Kategori : / DİL KALESİ | Okunma Sayısı: 4572 |
George Bernard Shaw, “Kendi dilini bilmeyen başka dil öğrenemez” derken bizim önemli, güncel ve acı bir gerçeğimize de dikkat çekmektedir.
Yakın tarihe baktığımızda entelektüel anlamda gözümüze ilk çarpan şahsiyetlerden Cemil Meriç de aynı durumdan muzdariptir. 1947’de İstanbul Üniversitesi Hukuk Fakültesinde Fransızca derslerine mecburiyetle girmek zorunda kaldığında, öğrencilerin başka denizlere açılmak konusunda çok kısır olduğunu görür ve durumu,“Dilini unutan bir nesil, yabancı dili nasıl sevsin ki?” cümleleriyle özetler.
Osmanlıcanın seçmeli ders olarak müfredata girme aşamasında Mustafa Akyol’un kaleme aldığı şu cümleler de ehemmiyetlidir.
“Dünyaya açılmak”kadar gerekli bir şey daha var Türkiye için: “Tarihe açılmak.” Daha doğrusu, tarihiyle arasına dikilmiş olan demirden duvarı aşmak.
Kastettiğim duvar, “harf inkılabı” ve onu da aşan totaliter çapıyla “dil devrimi”. Bu öyle bir bariyer ki, bugün ortalama bir Türk genci, dedesinin yazdığı bir metni anlayamıyor. Üç önceki kuşağın yazdıklarının ise tek kelimesini bile okuyamıyor; çünkü “eski yazı” denen Arap harfleri Türklerin ezici çoğunluğu için Çince kadar yabancı.

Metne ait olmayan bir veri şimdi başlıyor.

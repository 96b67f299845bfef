//! End-to-end games played through the public API.

use chessbook::san;
use chessbook::{Color, Game, MoveFlag, NodeId, PieceKind, Position, SanError, Square};

fn sq(s: &str) -> Square {
    s.parse().unwrap()
}

/// Play SAN moves along the mainline starting at `from`.
fn play_san(game: &mut Game, from: NodeId, moves: &[&str]) -> NodeId {
    moves.iter().fold(from, |node, token| {
        let mv = san::parse(token, game.node(node).position())
            .unwrap_or_else(|e| panic!("{token}: {e}"));
        game.append(node, mv).unwrap()
    })
}

#[test]
fn fools_mate() {
    let mut game = Game::new_empty();
    let root = game.root();
    let mate = play_san(&mut game, root, &["f3", "e5", "g4", "Qh4#"]);

    assert_eq!(game.node(mate).notation(), Some("Qh4#"));
    assert!(game.node(mate).mv().unwrap().is_checkmate());
    assert!(game.node(mate).position().legal_moves().is_empty());

    let pgn = String::from_utf8(game.to_pgn()).unwrap();
    assert!(pgn.contains("1. f3 e5 2. g4 Qh4#"), "{pgn}");
}

#[test]
fn en_passant_capture() {
    let mut game = Game::new_empty();
    let root = game.root();
    let node = play_san(&mut game, root, &["e4", "a6", "e5", "d5", "exd6"]);

    let mv = game.node(node).mv().unwrap();
    assert!(mv.has(MoveFlag::EnPassant));
    assert!(mv.has(MoveFlag::Capture));

    let position = game.node(node).position();
    assert!(position.piece_at(sq("d5")).is_none());
    let pawn = position.piece_at(sq("d6")).unwrap();
    assert_eq!((pawn.kind, pawn.color), (PieceKind::Pawn, Color::White));
}

#[test]
fn en_passant_expires_after_one_ply() {
    let mut game = Game::new_empty();
    let root = game.root();
    let node = play_san(&mut game, root, &["e4", "a6", "e5", "d5", "h3", "h6"]);
    assert_eq!(
        san::parse("exd6", game.node(node).position()),
        Err(SanError::NoCandidate)
    );
}

#[test]
fn castling_kingside_then_queenside_refused() {
    let mut game = Game::new_empty();
    let root = game.root();
    let castled = play_san(
        &mut game,
        root,
        &["e4", "e5", "Nf3", "Nc6", "Bc4", "Bc5", "O-O"],
    );

    let position = game.node(castled).position();
    let king = position.piece_at(sq("g1")).unwrap();
    let rook = position.piece_at(sq("f1")).unwrap();
    assert_eq!(king.kind, PieceKind::King);
    assert_eq!(rook.kind, PieceKind::Rook);
    assert!(king.has_moved && rook.has_moved);
    assert!(position.piece_at(sq("h1")).is_none());

    let node = play_san(&mut game, castled, &["d6"]);
    assert_eq!(
        san::parse("O-O-O", game.node(node).position()),
        Err(SanError::IllegalCastle)
    );
}

#[test]
fn variation_round_trip() {
    let pgn = b"1. e4 e5 (1... c5 2. Nf3 {Open Sicilian}) 2. Nf3 Nc6";
    let game = Game::from_pgn(pgn).unwrap();

    let line = game.mainline();
    let sans: Vec<_> = line.iter().map(|&id| game.node(id).notation().unwrap()).collect();
    assert_eq!(sans, ["e4", "e5", "Nf3", "Nc6"]);

    let e4 = line[0];
    let children = game.node(e4).children();
    assert_eq!(children.len(), 2);
    let c5 = children[1];
    assert_eq!(game.node(c5).notation(), Some("c5"));
    let nf3 = game.node(c5).children()[0];
    assert_eq!(game.node(nf3).notation(), Some("Nf3"));
    assert_eq!(game.node(nf3).comment(), "Open Sicilian");

    let written = game.to_pgn();
    let reread = Game::from_pgn(&written).unwrap();
    assert_eq!(reread.to_pgn(), written);
    assert_eq!(reread.len(), game.len());
}

#[test]
fn knight_disambiguation() {
    let position = Position::from_fen("4k3/8/8/8/8/8/8/1N1NK3 w - - 0 1").unwrap();
    assert_eq!(san::parse("Nc3", &position), Err(SanError::Ambiguous));

    let from_b1 = san::parse("Nbc3", &position).unwrap();
    assert_eq!(from_b1.from, sq("b1"));
    let from_d1 = san::parse("Ndc3", &position).unwrap();
    assert_eq!(from_d1.from, sq("d1"));

    let mv = position.move_if_valid(sq("b1"), sq("c3")).unwrap();
    assert_eq!(san::encode(&mv, &position), "Nbc3");
}

#[test]
fn promotion_with_check() {
    let position = Position::from_fen("K7/4P3/8/8/8/8/8/4k3 w - - 0 1").unwrap();
    let mv = san::parse("e8=Q+", &position).unwrap();
    assert!(mv.has(MoveFlag::Promotion));
    assert_eq!(mv.promotion, Some(PieceKind::Queen));
    assert!(mv.is_check());
    assert!(!mv.is_checkmate());
    assert_eq!(san::encode(&mv, &position), "e8=Q+");

    let mut game = Game::from_position(position);
    let root = game.root();
    let node = game.append(root, mv).unwrap();
    let reread = Game::from_pgn(&game.to_pgn()).unwrap();
    let tip = reread.last_position();
    assert_eq!(reread.node(tip).notation(), Some("e8=Q+"));
    assert_eq!(
        reread.node(tip).position().to_fen(),
        game.node(node).position().to_fen()
    );
}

“Benim önerim, seçmeli Kur’an derslerinin ötesinde, tüm devlet liselerinde “Osmanlıca” öğretilmesi ve bunun (seçmeli bile değil) temel ders olmasıdır.

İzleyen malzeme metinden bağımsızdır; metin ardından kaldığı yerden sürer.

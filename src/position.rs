use serde::{Deserialize, Serialize};

use crate::moves::{Move, MoveFlag};
use crate::piece::{Color, Piece, PieceKind};
use crate::square::Square;

/// Castling availability, derived from the has-moved flags of kings and
/// rooks on their home squares.
#[derive(Clone, Copy, Serialize, Deserialize, Debug, Default, PartialEq, Eq)]
pub struct CastlingRights {
    pub white_kingside: bool,
    pub white_queenside: bool,
    pub black_kingside: bool,
    pub black_queenside: bool,
}

impl CastlingRights {
    pub fn kingside(&self, color: Color) -> bool {
        match color {
            Color::White => self.white_kingside,
            Color::Black => self.black_kingside,
        }
    }

    pub fn queenside(&self, color: Color) -> bool {
        match color {
            Color::White => self.white_queenside,
            Color::Black => self.black_queenside,
        }
    }
}

#[derive(Clone, Copy, Debug, PartialEq, Eq, Serialize, Deserialize)]
pub enum Outcome {
    Checkmate { winner: Color },
    Stalemate,
}

/// An immutable chess position. Successors are produced with [`Position::apply`].
#[derive(Clone, Serialize, Deserialize, Debug, PartialEq, Eq, Hash)]
pub struct Position {
    squares: [[Option<Piece>; 8]; 8],
    side_to_play: Color,
    en_passant: Option<Square>,
    kings: [Option<Square>; 2],
    halfmove_clock: u32,
    fullmove_number: u32,
}

impl Default for Position {
    fn default() -> Self {
        Self::new()
    }
}

impl Position {
    /// An empty board, White to play. Only useful as the start of a
    /// [`Position::with_piece`] chain; it has no kings yet.
    pub fn empty() -> Self {
        Position {
            squares: [[None; 8]; 8],
            side_to_play: Color::White,
            en_passant: None,
            kings: [None, None],
            halfmove_clock: 0,
            fullmove_number: 1,
        }
    }

    /// The standard initial position.
    pub fn new() -> Self {
        let mut position = Position::empty();
        let back = [
            PieceKind::Rook,
            PieceKind::Knight,
            PieceKind::Bishop,
            PieceKind::Queen,
            PieceKind::King,
            PieceKind::Bishop,
            PieceKind::Knight,
            PieceKind::Rook,
        ];
        for (file, kind) in back.into_iter().enumerate() {
            let file = file as u8;
            position.put(Square::new(file, 0), Some(Piece::new(kind, Color::White)));
            position.put(Square::new(file, 1), Some(Piece::new(PieceKind::Pawn, Color::White)));
            position.put(Square::new(file, 6), Some(Piece::new(PieceKind::Pawn, Color::Black)));
            position.put(Square::new(file, 7), Some(Piece::new(kind, Color::Black)));
        }
        position
    }

    /// Builder for hand-made positions. Pieces are placed unmoved, so a king
    /// and rook on their home squares can castle.
    pub fn with_piece(mut self, square: Square, piece: Piece) -> Self {
        self.put(square, Some(piece));
        self.refresh_kings();
        self
    }

    pub fn with_side_to_play(mut self, color: Color) -> Self {
        self.side_to_play = color;
        self
    }

    pub(crate) fn put(&mut self, square: Square, piece: Option<Piece>) {
        self.squares[square.rank() as usize][square.file() as usize] = piece;
        if let Some(p) = piece {
            if p.kind == PieceKind::King {
                self.kings[p.color.index()] = Some(square);
            }
        }
    }

    pub(crate) fn set_side_to_play(&mut self, color: Color) {
        self.side_to_play = color;
    }

    pub(crate) fn set_en_passant(&mut self, square: Option<Square>) {
        self.en_passant = square;
    }

    pub(crate) fn set_clocks(&mut self, halfmove_clock: u32, fullmove_number: u32) {
        self.halfmove_clock = halfmove_clock;
        self.fullmove_number = fullmove_number;
    }

    /// Rescan the board for kings. Returns how many kings of each color were seen.
    pub(crate) fn refresh_kings(&mut self) -> [usize; 2] {
        let mut counts = [0; 2];
        self.kings = [None, None];
        let found: Vec<(Square, Piece)> = self.pieces().collect();
        for (square, piece) in found {
            if piece.kind == PieceKind::King {
                counts[piece.color.index()] += 1;
                self.kings[piece.color.index()] = Some(square);
            }
        }
        counts
    }

    pub fn piece_at(&self, square: Square) -> Option<Piece> {
        self.squares[square.rank() as usize][square.file() as usize]
    }

    pub fn side_to_play(&self) -> Color {
        self.side_to_play
    }

    /// The square a pawn capturing en passant would move to.
    pub fn en_passant_target(&self) -> Option<Square> {
        self.en_passant
    }

    pub fn halfmove_clock(&self) -> u32 {
        self.halfmove_clock
    }

    pub fn fullmove_number(&self) -> u32 {
        self.fullmove_number
    }

    pub(crate) fn king_slot(&self, color: Color) -> Option<Square> {
        self.kings[color.index()]
    }

    /// # Panics
    ///
    /// If the position has no king of `color`, which no public constructor allows.
    pub fn king_square(&self, color: Color) -> Square {
        self.king_slot(color)
            .expect("every position holds one king per color")
    }

    /// Occupied squares in a1..h8 order.
    pub fn pieces(&self) -> impl Iterator<Item = (Square, Piece)> + '_ {
        Square::all().filter_map(move |sq| self.piece_at(sq).map(|p| (sq, p)))
    }

    pub fn castling_rights(&self) -> CastlingRights {
        let side = |color: Color, rook_file: u8| -> bool {
            let back = color.back_rank();
            let king_home = matches!(
                self.piece_at(Square::new(4, back)),
                Some(p) if p.kind == PieceKind::King && p.color == color && !p.has_moved
            );
            let rook_home = matches!(
                self.piece_at(Square::new(rook_file, back)),
                Some(p) if p.kind == PieceKind::Rook && p.color == color && !p.has_moved
            );
            king_home && rook_home
        };
        CastlingRights {
            white_kingside: side(Color::White, 7),
            white_queenside: side(Color::White, 0),
            black_kingside: side(Color::Black, 7),
            black_queenside: side(Color::Black, 0),
        }
    }

    /// Build the successor position. The move is trusted to be legal here.
    pub fn apply(&self, mv: &Move) -> Position {
        let mut next = self.clone();
        let piece = self
            .piece_at(mv.from)
            .expect("move must start on an occupied square");
        let color = piece.color;
        let back = color.back_rank();

        next.en_passant = None;
        if mv.has(MoveFlag::DoublePawn) {
            next.en_passant = mv.from.offset(0, color.forward());
        }

        if mv.has(MoveFlag::EnPassant) {
            // The captured pawn sits beside the mover, one rank behind `to`.
            next.put(Square::new(mv.to.file(), mv.from.rank()), None);
        }

        let rook_hop = if mv.has(MoveFlag::CastleShort) {
            Some((7, 5))
        } else if mv.has(MoveFlag::CastleLong) {
            Some((0, 3))
        } else {
            None
        };
        if let Some((rook_from, rook_to)) = rook_hop {
            let rook_from = Square::new(rook_from, back);
            if let Some(rook) = self.piece_at(rook_from) {
                next.put(rook_from, None);
                next.put(Square::new(rook_to, back), Some(rook.moved()));
            }
        }

        let placed = if mv.has(MoveFlag::Promotion) {
            Piece::new(mv.promotion.unwrap_or(PieceKind::Queen), color)
        } else {
            piece
        };
        next.put(mv.from, None);
        next.put(mv.to, Some(placed.moved()));

        if piece.kind == PieceKind::Pawn || mv.is_capture() {
            next.halfmove_clock = 0;
        } else {
            next.halfmove_clock = next.halfmove_clock.saturating_add(1);
        }
        if color == Color::Black {
            next.fullmove_number = next.fullmove_number.saturating_add(1);
        }
        next.side_to_play = color.opposite();
        next
    }

    /// All legal moves for the side to play, annotated with check/checkmate.
    pub fn legal_moves(&self) -> Vec<Move> {
        self.legalize(self.pseudo_moves())
    }

    /// Legal moves of the piece standing on `from`.
    pub fn legal_moves_from(&self, from: Square) -> Vec<Move> {
        match self.piece_at(from) {
            Some(piece) if piece.color == self.side_to_play => {
                let mut moves = Vec::new();
                self.pseudo_moves_from(from, piece, &mut moves);
                self.legalize(moves)
            }
            _ => Vec::new(),
        }
    }

    fn legalize(&self, pseudo: Vec<Move>) -> Vec<Move> {
        let mover = self.side_to_play;
        pseudo
            .into_iter()
            .filter_map(|mv| {
                let next = self.apply(&mv);
                if next.king_in_check(mover) {
                    None
                } else {
                    Some(next.mark_check(mv))
                }
            })
            .collect()
    }

    /// Set check/checkmate on a move that produced `self`.
    fn mark_check(&self, mut mv: Move) -> Move {
        mv.flags.remove(MoveFlag::Check);
        mv.flags.remove(MoveFlag::Checkmate);
        if self.is_check() {
            if self.has_legal_move() {
                mv.flags.insert(MoveFlag::Check);
            } else {
                mv.flags.insert(MoveFlag::Checkmate);
            }
        }
        mv
    }

    /// Recompute check flags of `mv` against this position.
    pub(crate) fn annotate(&self, mv: Move) -> Move {
        self.apply(&mv).mark_check(mv)
    }

    /// The unique legal move from `from` to `to`; promotions default to a queen.
    pub fn move_if_valid(&self, from: Square, to: Square) -> Option<Move> {
        self.legal_moves_from(from).into_iter().find(|m| m.to == to)
    }

    /// Re-target a promotion move to another piece kind.
    pub fn with_promotion(&self, mv: Move, kind: PieceKind) -> Option<Move> {
        if !mv.has(MoveFlag::Promotion) || !kind.is_promotion_target() {
            return None;
        }
        let retargeted = Move {
            promotion: Some(kind),
            ..mv
        };
        Some(self.annotate(retargeted))
    }

    /// Resolve UCI text such as "e7e8n" against this position.
    pub fn move_from_uci(&self, uci: &str) -> Option<Move> {
        let (from, to, promotion) = Move::parse_uci(uci)?;
        let mv = self.move_if_valid(from, to)?;
        match promotion {
            Some(kind) => self.with_promotion(mv, kind),
            None => Some(mv),
        }
    }

    pub fn has_legal_move(&self) -> bool {
        let mover = self.side_to_play;
        self.pseudo_moves()
            .iter()
            .any(|mv| !self.apply(mv).king_in_check(mover))
    }

    pub fn is_check(&self) -> bool {
        self.king_in_check(self.side_to_play)
    }

    pub fn is_checkmate(&self) -> bool {
        self.is_check() && !self.has_legal_move()
    }

    pub fn is_stalemate(&self) -> bool {
        !self.is_check() && !self.has_legal_move()
    }

    /// Only checkmate and stalemate are detected.
    pub fn outcome(&self) -> Option<Outcome> {
        if self.has_legal_move() {
            None
        } else if self.is_check() {
            Some(Outcome::Checkmate {
                winner: self.side_to_play.opposite(),
            })
        } else {
            Some(Outcome::Stalemate)
        }
    }
}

Çünkü,kendi milletinin bin yıllık birikimine ulaşmak, en az üçgenin iç açılarının toplamını ya da maki bitki örtüsünün bodur boyunu bilmek kadar önemlidir."
Şimdi Osmanlıca seçmeli ders oldu. Okullarda seçilme durumunda. Konunun önemine ait şuur taşıyan bir kısım insanlar ellerinden geldiğince farkındalık oluşturmaya çalışıyor, eyvallah. “Yeterli mi?” diye sorarsanız, cevabım “Hayır!” olacaktır.
Peki, ehemmiyetine binaen konuyu takip edip gündeme taşıyanlara karşı duranlara ne demeli?
Kendi adına umursamamak veya ilgisiz kalmak olabilir. Fakat yapılan özverili çalışmalara karşı tavır almak kabul edilebilir gözükmüyor.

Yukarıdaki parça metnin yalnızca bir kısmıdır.